Protected area in São Paulo, Brazil

The Serra do Mar Environmental Protection Area (Área de Proteção Ambiental Serra do Mar) is an environmental protection area in the state of São Paulo, Brazil. It controls land use in an extensive area of Atlantic Forest in the Serra do Mar range.

==Location==

The Serra do Mar Environmental Protection Area is divided between the municipalities of Capão Bonito (5.23%), Eldorado (18.97%), Guapiara (0.08%), Ibiúna (0.48%), Iporanga (5.63%), Juquiá (16.76%), Juquitiba (2.4%), Miracatu (16.55%), Pedro de Toledo (2.43%), Ribeirão Grande (2.51%), Sete Barras (15.59%) and Tapiraí (13.38%) in the state of São Paulo.
It has an area of 488865 ha.
It is in the south of the state, and covers part of the Ribeira de Iguape River basin.
It provides the main link between the Serra do Mar State Park and the other conservation units in the Vale do Ribeira.
The APA is part of the Atlantic Forest Biosphere Reserve, recognized by UNESCO as the first such reserve in Brazil and one of the largest in the world to cover a forest area.

==History==

The Serra do Mar Environmental Protection Area was created by SP governor Franco Montoro by decree 22.717 of 21 September 1984, protecting the slopes of the Serra de Paranapiacaba and adjoining region.
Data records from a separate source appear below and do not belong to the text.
use std::sync::Arc;

/// Monotonic identifier of one upload click.
pub type AttemptId = u64;

pub const PDF_MIME_TYPE: &str = "application/pdf";

/// A user-picked file, as reported by the host (name, MIME type, content).
///
/// The content is shared; every request builds its own payload from it.
#[derive(Debug, Clone, PartialEq, Eq)]
pub struct SelectedFile {
    pub name: String,
    pub mime_type: String,
    pub bytes: Arc<[u8]>,
}

impl SelectedFile {
    pub fn new(
        name: impl Into<String>,
        mime_type: impl Into<String>,
        bytes: impl Into<Arc<[u8]>>,
    ) -> Self {
        Self {
            name: name.into(),
            mime_type: mime_type.into(),
            bytes: bytes.into(),
        }
    }

    pub fn is_pdf(&self) -> bool {
        self.mime_type == PDF_MIME_TYPE
    }
}

#[derive(Debug, Clone, PartialEq, Eq)]
pub struct JobRecommendation {
    pub title: String,
    pub company: String,
    pub location: String,
    pub description: String,
}

/// Success payload of the recommendation call.
#[derive(Debug, Clone, PartialEq, Eq, Default)]
pub struct Recommendations {
    pub jobs: Vec<JobRecommendation>,
    pub career_text: String,
}

/// Score is expected in [0, 100] but is neither clamped nor validated.
#[derive(Debug, Clone, PartialEq)]
pub struct SkillScore {
    pub skill: String,
    pub score: f64,
}

#[derive(Debug, Clone, PartialEq, Eq)]
pub struct FeedbackSubmission {
    pub rating: u8,
    pub comment: String,
}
It excluded the Alto Ribeira Tourist State Park and the Jacupiranga State Park from the Serra do Mar APA.
Decree 43.651 of 26 September 1998 stated that the APA did not include land recognized as the property of the remnants of quilombo communities.
The main objective is to protect a part of the Serra do Mar that is covered by an extensive area of Atlantic Forest, one of the best-preserved areas of the center-south region of Brazil, with great diversity of fauna and flora including endemic and endangered species.
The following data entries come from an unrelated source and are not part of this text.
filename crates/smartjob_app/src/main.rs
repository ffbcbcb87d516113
mod platform;

fn main() -> anyhow::Result<()> {
    platform::run_app()
}
use bytes::Bytes;
use reqwest::multipart::{Form, Part};

use crate::{ApiError, FailureKind};

/// Multipart field the backend reads the CV from.
pub const CV_FIELD_NAME: &str = "fichier_cv";
pub const PDF_MIME: &str = "application/pdf";

/// One request's worth of CV payload.
///
/// A multipart `Form` is consumed when sent, so every upload call owns its
/// own `CvUpload` and turns it into a fresh form.
#[derive(Debug, Clone, PartialEq, Eq)]
pub struct CvUpload {
    file_name: String,
    bytes: Bytes,
}

impl CvUpload {
    pub fn new(file_name: impl Into<String>, bytes: impl Into<Bytes>) -> Self {
        Self {
            file_name: file_name.into(),
            bytes: bytes.into(),
        }
    }

    pub(crate) fn len(&self) -> usize {
        self.bytes.len()
    }

    pub(crate) fn into_form(self) -> Result<Form, ApiError> {
        let part = Part::bytes(self.bytes.to_vec())
            .file_name(self.file_name)
            .mime_str(PDF_MIME)
            .map_err(|err| ApiError::new(FailureKind::InvalidRequest, err.to_string()))?;
        Ok(Form::new().part(CV_FIELD_NAME, part))
    }
}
Law 10.850 of 6 July 2001 altered the boundaries of the Jacupiranga State Park to exclude the quilombola communities of Nhunguara, Sapatu and André Lopes, and the Intervales State Park to exclude the quilombola communities of Pilões, Maria Rosa, São Pedro, Ivaporunduva and Pedro Cubas.
These communities were included in the Serra do Mar APA.
Law 12.810 of 21 February 2008 altered the boundaries of the Jacupiranga State Park, conservation units and Jacupiranga Mosaic. The quilombola communities that had formerly been in the Intervales State Park were made part of the Quilombos do Médio Ribeira Environmental Protection Area.

São Paulo state decree 58.148 of 21 June 2012 created the Paranapiacaba Conservation Units Mosaic, including the Alto Ribeira Tourist State Park, Intervales State Park, Carlos Botelho State Park, Xitué Ecological Station, Nascentes do Paranapanema State Park and the portion of the Serra do Mar Environmental Protection Area in the municipalities of Eldorado, Sete Barras, Tapiraí, Juquiá, Ribeirão Grande and Capão Bonito.
The purpose was to promote integrated and participatory management of the conservation units, and to seek to guarantee conservation of the areas covered.